According to Grossmanthe, "we're missing some 600-800 positions, and lack funds for research and renovating infrastructure. The absence of a plan for the next five years will lead to a situation where the institutions won't open their doors." The finance ministry, for its part, is demanding a change in the organizational and budgetary structure of the higher education system, which today enjoys partial autonomy from the government in determining how institutions are budgeted. "The Planning and Budgeting Committee's management is distorted," says the ministry official. "We don't know what they're doing with six billion shekels, because they operate without transparency. They must enact reforms if they want to receive budgets."
Prof. Grossman sees the ministry's demand for 'administrative reforms' as a political attempt to take control of the universities' autonomy. "Undoubtedly, the ministry's goal is to harm the independence of higher education," he says. "By law, the Planning and Budgeting Committee's role is to be an independent and apolitical body. As soon as the system loses its independence, it will be unable to conduct independent research."
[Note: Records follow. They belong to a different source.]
impl HolderFactory {
    /// Binds `holder` for `view`, probing it once for the schema.
    ///
    /// `holder_ref` is the ownership token of the holder reference taken at registration.
    ///
    /// # Errors
    /// A failed probe or a schema with no columns fails the registration.
    pub fn new(
        view: impl Into<String>,
        holder: Arc<dyn DataHolder>,
        holder_ref: ReleaseToken,
        options: &RegisterOptions,
        ctx: FactoryContext,
    ) -> Result<Self> {
        let view = view.into();
        let lifecycle = Lifecycle::new();
        let capabilities = holder.capabilities();

        let probe = holder.produce(&HolderRequest::schema_probe())?;
        let schema = import_stream(probe.stream)?.schema();
        if schema.fields().is_empty() {
            return Err(BridgeError::Contract(format!(
                "holder for view '{view}' exposes no columns"
            )));
        }
        let mut owned = vec![holder_ref];
        owned.extend(probe.release_token);

        let pushdown = capabilities.pushdown_mask(&schema);
        let supplied = options.statistics.clone();
        let declared_rows = supplied
            .as_ref()
            .and_then(|s| s.row_count)
            .or_else(|| holder.num_rows());
        let release_mode = options.release_mode(&ctx.config);
        let pending = PendingReleases::new(view.clone(), ctx.metrics.clone());
        let factory = Self {
            id: FactoryId::next(),
            view,
            holder: RwLock::new(Some(holder)),
            owned: Mutex::new(owned),
            schema,
            capabilities,
            pushdown,
            declared_rows,
            supplied,
            ctx,
            release_mode,
            pending,
            lifecycle,
        };
        factory.lifecycle.activate();
        info!(
            view = %factory.view,
            factory = %factory.id,
            columns = factory.schema.fields().len(),
            supports_views = factory.capabilities.supports_views(),
            release_mode = ?factory.release_mode,
            "holder factory created"
        );
        Ok(factory)
    }

    pub fn capabilities(&self) -> SourceCapabilities {
        self.capabilities
    }

    fn holder(&self) -> Result<Arc<dyn DataHolder>> {
        self.holder
            .read()
            .map_err(|_| {
                BridgeError::Contract(format!("holder lock for view '{}' poisoned", self.view))
            })?
            .clone()
            .ok_or_else(|| BridgeError::Contract(format!("view '{}' is closed", self.view)))
    }

    /// Encodes the pushable filters of `request`; returns the request and (skipped, failed).
    ///
    /// An empty projection is expanded to every column so no scan reaches the holder in
    /// the shape of the schema probe.
    fn holder_request(&self, request: &ProduceRequest) -> (HolderRequest, usize, usize) {
        let projected_columns = if request.projected_columns.is_empty() {
            self.schema.fields().iter().map(|f| f.name().clone()).collect()
        } else {
            request.projected_columns.clone()
        };
        let mut out = HolderRequest {
            projected_columns,
            filters: Vec::new(),
            schema_probe: false,
        };
        let (mut skipped, mut failed) = (0, 0);
        for (filter_index, filter) in request.filters.iter() {
            let column = request.source_column(filter_index);
            let Some(field) = self.schema.fields().get(column) else {
                warn!(filter_index, column, "filter references a column outside the schema");
                failed += 1;
                continue;
            };
            if !self.supports_pushdown(column) {
                skipped += 1;
                continue;
            }
            match FilterWire::from_node(filter) {
                Ok(wire) => out.filters.push(HolderFilter {
                    column_index: column,
                    column_name: field.name().clone(),
                    filter: wire,
                }),
                Err(e) if e.is_skip() => {
                    debug!(column = %field.name(), error = %e, "filter not pushed to holder");
                    skipped += 1;
                }
                Err(e) => {
                    warn!(column = %field.name(), error = %e, "filter encoding failed");
                    failed += 1;
                }
            }
        }
        (out, skipped, failed)
    }
}

impl ScanSource for HolderFactory {
    fn id(&self) -> FactoryId {
        self.id
    }

    fn view_name(&self) -> &str {
        &self.view
    }

    fn kind(&self) -> &'static str {
        "holder"
    }

    fn schema(&self) -> Result<SchemaRef> {
        self.lifecycle.ensure_active(&self.view)?;
        Ok(self.schema.clone())
    }

    fn cardinality(&self) -> Result<NodeStatistics> {
        self.lifecycle.ensure_active(&self.view)?;
        Ok(NodeStatistics::from_declared(self.declared_rows))
    }

    /// Holders only carry supplied statistics; nothing is computed on their data.
    fn column_statistics(&self, column: usize) -> Result<Option<BaseStatistics>> {
        self.lifecycle.ensure_active(&self.view)?;
        let field = self.schema.fields().get(column).ok_or_else(|| {
            BridgeError::Contract(format!(
                "column {column} out of range for view '{}'",
                self.view
            ))
        })?;
        if !self.ctx.config.statistics_enabled {
            self.ctx
                .metrics
                .record_statistics(&self.view, StatsOutcome::Disabled);
            return Ok(None);
        }
        let ty = LogicalType::from_arrow(field.data_type());
        let (outcome, stats) = match self.supplied.as_ref().and_then(|s| s.column_at(column, field.name())) {
            None => (StatsOutcome::Unsupported, None),
            Some(col) => match to_base_statistics(col, self.declared_rows, &ty) {
                Some(stats) => (StatsOutcome::Precomputed, Some(stats)),
                None if ty.is_floating() => (StatsOutcome::Discarded, None),
                None => (StatsOutcome::Unsupported, None),
            },
        };
        self.ctx.metrics.record_statistics(&self.view, outcome);
        Ok(stats)
    }

    fn supports_pushdown(&self, column: usize) -> bool {
        self.pushdown.get(column).copied().unwrap_or(false)
    }

    fn produce(&self, request: &ProduceRequest) -> Result<FFI_ArrowArrayStream> {
        self.lifecycle.ensure_active(&self.view)?;
        let _span = info_span!("produce", view = %self.view, factory = %self.id).entered();

        let (holder_request, skipped, failed) = self.holder_request(request);
        self.ctx.metrics.record_filters(
            &self.view,
            holder_request.filters.len() as u64,
            skipped as u64,
            failed as u64,
        );
        debug!(
            pushed = holder_request.filters.len(),
            skipped,
            failed,
            columns = ?holder_request.projected_columns,
            "holder filters encoded"
        );

        // No bridge lock is held while the holder runs.
        let holder = self.holder()?;
        let answer = holder.produce(&holder_request)?;
        let reader = import_stream(answer.stream)?;

        let token = answer.release_token.unwrap_or_else(ReleaseToken::noop);
        let guard = StreamGuard::new(token, self.release_mode, &self.pending);
        self.ctx.metrics.inc_streams_produced(&self.view);
        Ok(GuardedReader::new(reader, guard, self.view.clone(), self.ctx.metrics.clone()).export())
    }

    fn close(&self) {
        if !self.lifecycle.close() {
            return;
        }
        let flushed = self.pending.flush();
        // A poisoned lock still holds the tokens; close must release them regardless.
        let holder = self
            .holder
            .write()
            .unwrap_or_else(PoisonError::into_inner)
            .take();
        let owned = std::mem::take(&mut *self.owned.lock().unwrap_or_else(PoisonError::into_inner));
        drop(holder);
        let released = owned.len();
        for token in owned {
            token.release();
        }
        info!(view = %self.view, factory = %self.id, flushed, released, "holder factory closed");
    }

    fn state(&self) -> FactoryState {
        self.lifecycle.state()
    }

    fn release_mode(&self) -> ReleaseMode {
        self.release_mode
    }

    fn pending_releases(&self) -> usize {
        self.pending.len()
    }
}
At the moment, the gap between the finance ministry's position and that of the education minister is considerable, and seems far from being bridged.
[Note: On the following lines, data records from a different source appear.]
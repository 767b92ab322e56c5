use std::path::Path;
use std::sync::Arc;

use arrow::ffi_stream::ArrowArrayStreamReader;
use arrow::record_batch::RecordBatch;
use arrow_schema::SchemaRef;
use scanbridge_common::{BridgeConfig, BridgeError, Result};
use scanbridge_planner::{BaseStatistics, NodeStatistics, ProduceRequest};
use scanbridge_storage::{
    ArrowTable, DataHolder, FactoryHandle, HolderFactory, RegisterOptions, ReleaseToken,
    ScanSource, TableDef, TableFactory,
};

use crate::session::{Session, SharedSession};

/// Entry point for registering scan sources and driving scans over them.
///
/// Cloning is cheap; clones share one session.
#[derive(Clone)]
pub struct Bridge {
    session: SharedSession,
}

impl Bridge {
    pub fn new(config: BridgeConfig) -> Result<Self> {
        let session = Arc::new(Session::new(config)?);
        Ok(Self { session })
    }

    /// Session built from `SCANBRIDGE_*` environment variables.
    pub fn from_env() -> Result<Self> {
        Self::new(BridgeConfig::from_env()?)
    }

    pub fn config(&self) -> &BridgeConfig {
        &self.session.config
    }

    /// Registers an arrow table under `view`.
    ///
    /// Nothing is bound when factory construction fails.
    pub fn register_table(
        &self,
        view: impl Into<String>,
        table: ArrowTable,
        options: RegisterOptions,
    ) -> Result<FactoryHandle> {
        let factory = TableFactory::new(view, table, &options, self.session.factory_context())?;
        self.session
            .catalog
            .register(Arc::new(factory), options.replace)
    }

    pub fn register_batches(
        &self,
        view: impl Into<String>,
        batches: Vec<RecordBatch>,
        options: RegisterOptions,
    ) -> Result<FactoryHandle> {
        self.register_table(view, ArrowTable::from_batches(batches)?, options)
    }

    /// Loads a local parquet file and registers it as an arrow table.
    pub fn register_parquet(
        &self,
        view: impl Into<String>,
        path: impl AsRef<Path>,
        options: RegisterOptions,
    ) -> Result<FactoryHandle> {
        let table = ArrowTable::from_parquet(path, self.session.config.batch_size_rows)?;
        self.register_table(view, table, options)
    }

    /// Registers a parquet view declared in a catalog file.
    pub fn register_table_def(&self, def: TableDef, replace: bool) -> Result<FactoryHandle> {
        let mut options = RegisterOptions::default().replace(replace);
        options.deferred_release = def.deferred_release;
        options.statistics = def.statistics;
        self.register_parquet(def.name, def.path, options)
    }

    /// Registers an external holder. `holder_ref` is released when the view is closed.
    pub fn register_holder(
        &self,
        view: impl Into<String>,
        holder: Arc<dyn DataHolder>,
        holder_ref: ReleaseToken,
        options: RegisterOptions,
    ) -> Result<FactoryHandle> {
        let factory = HolderFactory::new(
            view,
            holder,
            holder_ref,
            &options,
            self.session.factory_context(),
        )?;
        self.session
            .catalog
            .register(Arc::new(factory), options.replace)
    }

    /// Closes the factory behind `handle`; false if the view was replaced or removed since.
    pub fn unregister(&self, handle: &FactoryHandle) -> bool {
        self.session.catalog.unregister_handle(handle)
    }

    pub fn unregister_view(&self, view: &str) -> bool {
        self.session.catalog.unregister(view)
    }

    pub fn factory(&self, view: &str) -> Result<Arc<dyn ScanSource>> {
        self.session.catalog.get(view)
    }

    pub fn schema(&self, view: &str) -> Result<SchemaRef> {
        self.factory(view)?.schema()
    }

    pub fn cardinality(&self, view: &str) -> Result<NodeStatistics> {
        self.factory(view)?.cardinality()
    }

    /// Engine statistics for the column named `column`.
    pub fn column_statistics(&self, view: &str, column: &str) -> Result<Option<BaseStatistics>> {
        let factory = self.factory(view)?;
        let index = factory.schema()?.index_of(column).map_err(|_| {
            BridgeError::Contract(format!("unknown column '{column}' in view '{view}'"))
        })?;
        factory.column_statistics(index)
    }

    /// Produces a scan and imports it back as a reader.
    pub fn scan(&self, view: &str, request: &ProduceRequest) -> Result<ArrowArrayStreamReader> {
        let stream = self.factory(view)?.produce(request)?;
        ArrowArrayStreamReader::try_new(stream)
            .map_err(|e| BridgeError::External(format!("stream import failed: {e}")))
    }

    pub fn collect(&self, view: &str, request: &ProduceRequest) -> Result<Vec<RecordBatch>> {
        let reader = self.scan(view, request)?;
        Ok(reader.collect::<std::result::Result<Vec<_>, _>>()?)
    }

    pub fn views(&self) -> Vec<String> {
        self.session.catalog.views()
    }

    pub fn prometheus_metrics(&self) -> String {
        self.session.prometheus_metrics()
    }

    /// Closes every registered view.
    pub fn close(&self) {
        self.session.catalog.close_all();
    }
}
If no agreement is reached, the Prime Minister will have to decide on the matter. In response to a query from Haaretz, Olmert's office made it clear that it supports the finance ministry demands. "In discussions underway ahead of formulating the 2009 budget the government will give preference to education as one of the important foundations, but is also demanding changes in the higher education system in order to lead it to a better future."
'Choking the system'
This week, two conferences dealt with the higher education crisis: one at Tel Aviv University organized by the Forum for the Protection of Public Education, and the other organized by the Van Leer Institute in Jerusalem. At the Tel Aviv conference, Prof. Nathan Daskal of the physiology and pharmacology departments portrayed the cuts as part of an intentional policy on the treasury's part. "Senior treasury officials want to choke the only system that is capable of criticizing their activity. They don't want researchers who will present to the public what they are doing." At the Van Leer Institute conference, the institute's director, Prof. Gabriel Motzkin, presented the crisis in academia in a more general context. He argued that universities around the world are coping with budget problems similar to those faced in Israel, primarily caused by the sharp increase in student numbers over recent decades. "In Israel the problem became particularly acute, but it's a problem all over the world," said Motzkin. "When the modern universities were set up 200 years ago, three percent of the population acquired an education. Today, it is tens of percent. The state must decide if it wants research on a high level or education for a broad population. The finance ministry is essentially saying that the state does not want to bear the burden of the universities. If the present policy continues, research will deteriorate, and in the best case scenario, will be conducted at private research institutes."